Summary
Highlights
Pendant 20 ans, l'auteure a poursuivi l'idéal de la « femme ambitieuse », cherchant à incarner le succès et le luxe pour échapper à ses origines modestes. Ce fantasme représentait pour elle le pouvoir, la liberté et une ascension sociale rapide.
Elle explique comment cette quête est devenue un piège. En se concentrant uniquement sur l'image et le statut, elle a mis de côté l'introspection et la découverte de sa véritable essence, finissant par vivre en pilote automatique pour valider son ego.

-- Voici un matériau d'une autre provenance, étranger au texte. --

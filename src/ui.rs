use std::time::Duration;

use ratatui::{
    Frame,
    layout::{Alignment, Constraint, Flex, Layout, Rect},
    style::{Color, Modifier, Style, Stylize},
    symbols::border,
    text::{Line, Span, Text},
    widgets::{Block, Borders, Clear, Gauge, Paragraph, Row, Table, TableState, Tabs, Wrap},
};

use crate::domain::AppConfig;
use crate::model::{Model, Tab, TableData, UIData};
use crate::workspace::WorkspaceState;

const STATUS_MESSAGE_TIMEOUT: Duration = Duration::from_secs(5);

pub struct TableUI {
    table_state: TableState,
}

impl TableUI {
    pub fn new(_cfg: &AppConfig) -> Self {
        Self {
            table_state: TableState::default(),
        }
    }

    pub fn draw(&mut self, model: &Model, frame: &mut Frame) {
        let uidata = model.uidata();
        let full = frame.area();
        let [header, tabs, body, footer] = Layout::vertical([
            Constraint::Length(3),
            Constraint::Length(1),
            Constraint::Fill(1),
            Constraint::Length(1),
        ])
        .areas(full);

        Self::render_header(frame, &uidata, header);
        Self::render_tabs(frame, &uidata, tabs);
        match &uidata.table {
            Some(table) => self.render_table(frame, &uidata.title, table, body),
            None => Self::render_workspace(frame, &uidata.workspace, body),
        }
        Self::render_status(frame, &uidata, footer);

        if let Some(details) = uidata.table.as_ref().and_then(|t| t.drawer.as_ref()) {
            Self::render_drawer(frame, details, body);
        }
        if uidata.show_popup {
            Self::render_popup(frame, &uidata.popup_message, full);
        }
    }

    fn render_header(frame: &mut Frame, uidata: &UIData, area: Rect) {
        let second = match (&uidata.profile_error, &uidata.trainer) {
            (Some(err), _) => Line::from(err.as_str().red()),
            (None, Some(trainer)) => Line::from(vec!["Trainer: ".into(), trainer.as_str().cyan()]),
            (None, None) => Line::from("No trainer assigned".dark_gray()),
        };
        let text = Text::from(vec![Line::from(uidata.greeting.as_str().bold()), second]);
        let block = Block::default()
            .borders(Borders::BOTTOM)
            .border_set(border::PLAIN);
        frame.render_widget(Paragraph::new(text).block(block), area);
    }

    fn render_tabs(frame: &mut Frame, uidata: &UIData, area: Rect) {
        let titles = Tab::ALL.iter().map(|t| t.title()).collect::<Vec<_>>();
        let selected = Tab::ALL.iter().position(|t| *t == uidata.tab).unwrap_or(0);
        let tabs = Tabs::new(titles)
            .select(selected)
            .highlight_style(Style::default().fg(Color::Yellow).add_modifier(Modifier::BOLD));
        frame.render_widget(tabs, area);
    }

    fn render_table(&mut self, frame: &mut Frame, title: &str, data: &TableData, area: Rect) {
        let [query, table_area, pager] = Layout::vertical([
            Constraint::Length(1),
            Constraint::Fill(1),
            Constraint::Length(1),
        ])
        .areas(area);

        let mut spans: Vec<Span> = vec!["Search: ".dark_gray()];
        if data.search_text.is_empty() {
            spans.push("-".into());
        } else {
            spans.push(data.search_text.as_str().yellow());
        }
        for (name, value) in &data.filters {
            spans.push(format!("  {name}: ").dark_gray());
            spans.push(Span::raw(*value));
        }
        spans.push("  Sort: ".dark_gray());
        spans.push(Span::raw(data.sort_key));
        frame.render_widget(Paragraph::new(Line::from(spans)), query);

        let header = Row::new(data.headers.iter().copied())
            .style(Style::default().add_modifier(Modifier::BOLD | Modifier::UNDERLINED));
        let rows = data.rows.iter().map(|cells| Row::new(cells.iter().cloned()));
        let widths = data.headers.iter().map(|_| Constraint::Fill(1));
        let table = Table::new(rows, widths)
            .header(header)
            .block(Block::bordered().title(Line::from(format!(" {title} ").bold())))
            .row_highlight_style(Style::default().add_modifier(Modifier::REVERSED));

        if data.rows.is_empty() {
            self.table_state.select(None);
        } else {
            self.table_state.select(Some(data.selected_row));
        }
        frame.render_stateful_widget(table, table_area, &mut self.table_state);

        let pages = Line::from(vec![
            format!(" Page {} of {}", data.page, data.page_count).bold(),
            format!(
                "  ({} of {} records match)",
                data.total_matching, data.total_records
            )
            .dark_gray(),
        ]);
        frame.render_widget(Paragraph::new(pages), pager);
    }

    fn render_workspace(frame: &mut Frame, state: &WorkspaceState, area: Rect) {
        let block = Block::bordered()
            .title(Line::from(" Workspace ".bold()))
            .border_set(border::ROUNDED);
        let inner = block.inner(area);
        frame.render_widget(block, area);

        let [text_area, gauge_area] =
            Layout::vertical([Constraint::Length(3), Constraint::Length(1)]).areas(inner);

        let (text, progress) = match state {
            WorkspaceState::Inactive => (
                Text::from(vec![
                    Line::from("Your development workspace is not running."),
                    Line::from(vec!["Press ".into(), "<Enter>".blue().bold(), " to launch it.".into()]),
                ]),
                None,
            ),
            WorkspaceState::Provisioning { progress } => (
                Text::from(vec![
                    Line::from("Provisioning workspace ...".yellow()),
                    Line::from(vec!["Press ".into(), "<x>".blue().bold(), " to cancel.".into()]),
                ]),
                Some(*progress),
            ),
            WorkspaceState::Ready { url } => (
                Text::from(vec![
                    Line::from("Workspace is ready".green().bold()),
                    Line::from(vec!["Open ".into(), url.as_str().underlined()]),
                    Line::from(vec!["Press ".into(), "<y>".blue().bold(), " to copy the url.".into()]),
                ]),
                Some(100),
            ),
            WorkspaceState::Error { message } => (
                Text::from(vec![
                    Line::from(message.as_str().red().bold()),
                    Line::from(vec!["Press ".into(), "<Enter>".blue().bold(), " to try again.".into()]),
                ]),
                None,
            ),
        };
        frame.render_widget(Paragraph::new(text).wrap(Wrap { trim: true }), text_area);

        if let Some(progress) = progress {
            let gauge = Gauge::default()
                .gauge_style(Style::default().fg(Color::Cyan).bg(Color::Black))
                .percent(u16::from(progress))
                .label(format!("{progress}%"));
            frame.render_widget(gauge, gauge_area);
        }
    }

    fn render_drawer(frame: &mut Frame, details: &[(&'static str, String)], area: Rect) {
        let [_, drawer] =
            Layout::horizontal([Constraint::Percentage(55), Constraint::Percentage(45)])
                .areas(area);
        let width = details.iter().map(|(label, _)| label.len()).max().unwrap_or(0);
        let lines = details
            .iter()
            .map(|(label, value)| {
                Line::from(vec![
                    format!("{label:<width$}  ").dark_gray(),
                    Span::raw(value.as_str()),
                ])
            })
            .collect::<Vec<_>>();

        let block = Block::bordered()
            .title(Line::from(" Details ".bold()))
            .title_bottom(Line::from(" <Esc> close ").right_aligned())
            .border_set(border::THICK);
        frame.render_widget(Clear, drawer);
        frame.render_widget(
            Paragraph::new(lines).block(block).wrap(Wrap { trim: false }),
            drawer,
        );
    }

    fn render_popup(frame: &mut Frame, message: &str, area: Rect) {
        let popup = centered_rect(area, 60, 80);
        let block = Block::bordered()
            .title(Line::from(" Help ".bold()).centered())
            .title_bottom(Line::from(" <Esc> close ").centered())
            .border_set(border::DOUBLE);
        frame.render_widget(Clear, popup);
        frame.render_widget(
            Paragraph::new(message).block(block).alignment(Alignment::Left),
            popup,
        );
    }

    fn render_status(frame: &mut Frame, uidata: &UIData, area: Rect) {
        if uidata.active_cmdinput {
            let input = &uidata.cmdinput;
            let line = Line::from(vec!["/".yellow().bold(), Span::raw(input.input.as_str())]);
            frame.render_widget(Paragraph::new(line), area);
            frame.set_cursor_position((input_cursor_x(area, input.curser_pos), area.y));
            return;
        }

        let line = if uidata.last_status_message_update.elapsed() < STATUS_MESSAGE_TIMEOUT {
            Line::from(uidata.status_message.as_str())
        } else {
            Line::from(vec![
                "<?>".blue().bold(),
                " help ".into(),
                "<Tab>".blue().bold(),
                " switch ".into(),
                "<q>".blue().bold(),
                " quit".into(),
            ])
        };
        frame.render_widget(Paragraph::new(line), area);
    }
}

// Column of the search cursor, after the leading '/'
fn input_cursor_x(area: Rect, curser_pos: usize) -> u16 {
    let offset = u16::try_from(curser_pos).unwrap_or(u16::MAX);
    area.x.saturating_add(1).saturating_add(offset)
}

fn centered_rect(area: Rect, percent_x: u16, percent_y: u16) -> Rect {
    let [area] = Layout::vertical([Constraint::Percentage(percent_y)])
        .flex(Flex::Center)
        .areas(area);
    let [area] = Layout::horizontal([Constraint::Percentage(percent_x)])
        .flex(Flex::Center)
        .areas(area);
    area
}

#[cfg(test)]
mod tests {
    use super::*;
    use crate::api::DemoBackend;
    use crate::domain::Message;
    use crate::roster::{demo_students, demo_submissions};
    use ratatui::{Terminal, backend::TestBackend};

    fn render(model: &Model) -> String {
        let mut terminal = Terminal::new(TestBackend::new(120, 30)).unwrap();
        let mut ui = TableUI::new(&AppConfig::default());
        terminal.draw(|f| ui.draw(model, f)).unwrap();
        terminal
            .backend()
            .buffer()
            .content()
            .iter()
            .map(|c| c.symbol())
            .collect()
    }

    fn model() -> Model {
        Model::init(
            &AppConfig::default(),
            demo_students(),
            demo_submissions(),
            Box::new(DemoBackend),
            Tab::Students,
        )
        .unwrap()
    }

    #[test]
    fn renders_greeting_table_and_pager() {
        let screen = render(&model());
        assert!(screen.contains("Welcome back, Demo Student!"));
        assert!(screen.contains("Arjun Kumar"));
        assert!(screen.contains("Page 1 of 1"));
    }

    #[test]
    fn renders_drawer_and_workspace() {
        let mut model = model();
        model.update(Some(Message::Enter)).unwrap();
        let screen = render(&model);
        assert!(screen.contains("Details"));
        assert!(screen.contains("arjun@example.com"));

        model.update(Some(Message::Exit)).unwrap();
        model.update(Some(Message::NextTab)).unwrap();
        model.update(Some(Message::NextTab)).unwrap();
        let screen = render(&model);
        assert!(screen.contains("not running"));
    }

    #[test]
    fn input_cursor_never_overflows() {
        let area = Rect::new(4, 29, 100, 1);
        assert_eq!(input_cursor_x(area, 0), 5);
        assert_eq!(input_cursor_x(area, 3), 8);
        assert_eq!(input_cursor_x(area, 70_000), u16::MAX);
        assert_eq!(input_cursor_x(area, usize::MAX), u16::MAX);
    }

    #[test]
    fn centered_rect_is_inside_area() {
        let area = Rect::new(0, 0, 100, 50);
        let popup = centered_rect(area, 60, 80);
        assert_eq!(popup.width, 60);
        assert_eq!(popup.height, 40);
        assert_eq!(popup.x, 20);
        assert_eq!(popup.y, 5);
    }
}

À l'approche de ses 40 ans, cet idéal a commencé à s'effriter. Atteindre ses objectifs ne lui apportait plus la satisfaction escomptée, provoquant une dépression et un sentiment de vide, car elle ne savait plus qui elle était en dehors de cette étiquette.
L'auteure souligne que le succès ne doit pas être la destination finale. Elle prône désormais une identité flexible et diversifiée, expliquant qu'il est sain de laisser derrière soi une version de soi-même devenue obsolète pour explorer de nouveaux intérêts, comme une vie plus simple et proche de la nature.
Elle conclut en expliquant que cette quête lui a servi d'outil de validation externe nécessaire à l'époque, mais qu'elle a désormais appris à s'appuyer sur une validation interne. Elle encourage ses spectatrices à explorer leur propre authenticité au-delà des standards imposés par la société.